We provide the education. Free, Appropriate, Public, Education. But it needs to be on our terms. If you'd like to take advantage of it, then you are welcome to do so. Your child comes to the school and takes the courses we offer. We try to schedule to fit everyone and disappoint no one - ideally of course.

We ask that your child fit in and not raise waves - not because we're trying to "beat him down intellectually" but because we're trying to do the most for everyone.

We look like a mall because we have to. Explain another way to put 60-100 classrooms in a small location with wheeled access to every room and we'll probably build that way. You can't, though.

We run on a model that resembles a factory, not because we want to be grimy and dangerous, hurtful and uninterested, but because we need to service a whole lot of people and one-to-one isn't efficient.

I have 15-20 in my classes at a time, but not because we're warehousing them or coddling teachers. We've looked around and found that that is simply the most productive number. It's not that I couldn't teach 30 at once. It's not that I'm trying to keep the maximum number of teachers employed. I know that 18 is the perfect size because I've had both fewer and more over the last 25 years, and that's the best.

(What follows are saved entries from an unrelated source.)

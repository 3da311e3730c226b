pub mod args;
pub mod commands;

pub use args::{Cli, Commands, DroneArgs};
pub use commands::handle_command;
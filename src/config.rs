//! Environment-based configuration.

use std::env;
use std::path::PathBuf;

use crate::error::{Error, Result};

pub const DEFAULT_MISSION_LOG: &str = "templates/mission.html";
pub const DEFAULT_HOME_URL: &str = "http://127.0.0.1:5000/";
pub const DEFAULT_PATROLS: u32 = 3;

#[derive(Debug, Clone, PartialEq)]
pub struct Config {
    /// SQLite database file
    pub db_path: PathBuf,

    /// HTML page rewritten on every mission run
    pub mission_log: PathBuf,

    /// Target of the "back to home" link closing each mission log
    pub home_url: String,

    /// Patrol cycles when none is given on the command line
    pub patrols: u32,

    /// Tracing filter used when `RUST_LOG` is unset
    pub log_level: String,
}

fn default_db_path() -> PathBuf {
    dirs::home_dir()
        .map(|mut path| {
            path.push(".drone-mission");
            path.push("bpla.db");
            path
        })
        .unwrap_or_else(|| PathBuf::from("bpla.db"))
}

impl Config {
    /// Reads `DRONE_*` variables, falling back to defaults for unset ones.
    pub fn from_env() -> Result<Self> {
        let patrols = match env::var("DRONE_PATROLS") {
            Ok(value) => value
                .parse()
                .map_err(|_| Error::Config(format!("DRONE_PATROLS must be a non-negative integer, got {:?}", value)))?,
            Err(_) => DEFAULT_PATROLS,
        };

        Ok(Config {
            db_path: env::var_os("DRONE_DB_PATH")
                .map(PathBuf::from)
                .unwrap_or_else(default_db_path),
            mission_log: env::var_os("DRONE_MISSION_LOG")
                .map(PathBuf::from)
                .unwrap_or_else(|| PathBuf::from(DEFAULT_MISSION_LOG)),
            home_url: env::var("DRONE_HOME_URL").unwrap_or_else(|_| DEFAULT_HOME_URL.to_string()),
            patrols,
            log_level: env::var("DRONE_LOG_LEVEL").unwrap_or_else(|_| "info".to_string()),
        })
    }
}
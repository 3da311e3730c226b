use std::fmt::Debug;

use tracing::info;

use super::command::Command;
use super::controller::DroneController;
use crate::error::Result;

/// Policy for how a queued command list is flown.
pub trait FlightStrategy: Debug {
    fn name(&self) -> &str;

    /// Runs `commands` against `drone`, bracketed by start and end markers
    /// in the mission log. Stops at the first failing command.
    fn execute(&self, commands: &[Box<dyn Command>], drone: &mut DroneController) -> Result<()>;
}

/// Flies the command list once.
#[derive(Debug, Clone, Copy, Default)]
pub struct ReconStrategy;

impl FlightStrategy for ReconStrategy {
    fn name(&self) -> &str {
        "recon"
    }

    fn execute(&self, commands: &[Box<dyn Command>], drone: &mut DroneController) -> Result<()> {
        drone.note("Reconnaissance mission started")?;
        for command in commands {
            command.execute(drone)?;
        }
        drone.note("Mission complete")
    }
}

/// Flies the whole command list `patrols` times, same order each cycle.
#[derive(Debug, Clone, Copy)]
pub struct PatrolStrategy {
    patrols: u32,
}

impl PatrolStrategy {
    pub fn new(patrols: u32) -> Self {
        PatrolStrategy { patrols }
    }

    pub fn patrols(&self) -> u32 {
        self.patrols
    }
}

impl FlightStrategy for PatrolStrategy {
    fn name(&self) -> &str {
        "patrol"
    }

    fn execute(&self, commands: &[Box<dyn Command>], drone: &mut DroneController) -> Result<()> {
        drone.note("Patrol mission started")?;
        for cycle in 1..=self.patrols {
            for command in commands {
                command.execute(drone)?;
            }
            info!(cycle, total = self.patrols, "patrol cycle complete");
        }
        drone.note("Patrol mission complete")
    }
}
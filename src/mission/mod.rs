//! Mission execution: commands queued on a `DroneContext` and flown by a
//! `FlightStrategy` against a simulated `DroneController`.

pub mod command;
pub mod context;
pub mod controller;
pub mod log;
pub mod plan;
pub mod strategy;

pub use command::{Command, MoveForward, Takeoff, Turn};
pub use context::DroneContext;
pub use controller::{DroneAction, DroneController, FlightState};
pub use log::MissionLog;
pub use strategy::{FlightStrategy, PatrolStrategy, ReconStrategy};
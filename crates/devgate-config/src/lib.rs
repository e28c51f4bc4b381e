//! Devgate Config - dev-server configuration model
//!
//! Central definition of the `devgate.yaml` file consumed by the dev and
//! preview servers: bind addresses, reverse-proxy rules, build output and
//! dependency-optimization settings.

mod config;
mod proxy_rules;

pub use config::{
    BuildOptions, ConfigError, DevConfig, OptimizeDepsOptions, PreviewOptions, ServerOptions,
    DEFAULT_CONFIG_FILE, DEFAULT_UPSTREAM, ENV_HOST, ENV_PORT, ENV_PROXY_TARGET, ENV_STRICT_PORT,
};
pub use proxy_rules::{ProxyRule, ProxyRules};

We the voters are paying for this because we want to provide this education to the town's children. No vouchers to some other school or district. No demands that we meet every whim of fickle parents who have little experience with anyone under 18 who isn't their own kid. If you have 1 kid or 8 kids, the price is free. There is no tuition. The town is providing this service collectively and taxing itself to do so. Like the road over the mountain, my helping to repave it has nothing to do with whether I ever drive on it. Take advantage of it or not, that's your choice.

Just stop complaining that it needs to go away.